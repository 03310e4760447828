// SPDX-License-Identifier: BUSL-1.1
// Copyright (c) 2026 Alfred Jean LLC

//! Registration tokens.
//!
//! Token values are security-sensitive and must never reach logs, events,
//! or serialized status output. [`SecretValue`]'s
//! `Debug`/`Display` both redact; only `Token::expires_at` is meant to be
//! surfaced.

use crate::ids::RepoId;
use chrono::{DateTime, Utc};
use std::fmt;

/// A token value that redacts itself in `Debug` and `Display`.
#[derive(Clone, PartialEq, Eq)]
pub struct SecretValue(String);

impl SecretValue {
    pub fn new(value: impl Into<String>) -> Self {
        Self(value.into())
    }

    /// Explicit accessor — the only way to read the raw value back out.
    /// Call sites that hand this to the Provider/ContainerEngine are the
    /// sole intended callers.
    pub fn expose(&self) -> &str {
        &self.0
    }
}

impl fmt::Debug for SecretValue {
    fn fmt(&self, f: &mut fmt::Formatter<'_>) -> fmt::Result {
        f.write_str("SecretValue(<redacted>)")
    }
}

impl fmt::Display for SecretValue {
    fn fmt(&self, f: &mut fmt::Formatter<'_>) -> fmt::Result {
        f.write_str("<redacted>")
    }
}

/// A registration token issued by the Provider for one repository.
#[derive(Debug, Clone)]
pub struct Token {
    pub repo_id: RepoId,
    pub value: SecretValue,
    pub issued_at: DateTime<Utc>,
    pub expires_at: DateTime<Utc>,
}

impl Token {
    /// `now < expiresAt − skew`.
    pub fn is_valid(&self, now: DateTime<Utc>, skew: chrono::Duration) -> bool {
        now < self.expires_at - skew
    }
}

#[cfg(test)]
mod tests {
    use super::*;

    #[test]
    fn secret_value_redacts_in_debug_and_display() {
        let v = SecretValue::new("super-secret-token");
        assert_eq!(format!("{v:?}"), "SecretValue(<redacted>)");
        assert_eq!(format!("{v}"), "<redacted>");
        assert_eq!(v.expose(), "super-secret-token");
    }

    #[test]
    fn is_valid_respects_skew_boundary() {
        let now = Utc::now();
        let token = Token {
            repo_id: RepoId::new("acme/widgets"),
            value: SecretValue::new("v"),
            issued_at: now,
            expires_at: now + chrono::Duration::minutes(5),
        };
        assert!(!token.is_valid(now, chrono::Duration::minutes(5)));
        assert!(token.is_valid(now, chrono::Duration::minutes(4)));
    }
}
════════
_REQUIREMENT_
Copy all lines of the material above where the string "repository" occurs.

_WRITTEN REPLY_
repository 03310e4760447828
/// A registration token issued by the Provider for one repository.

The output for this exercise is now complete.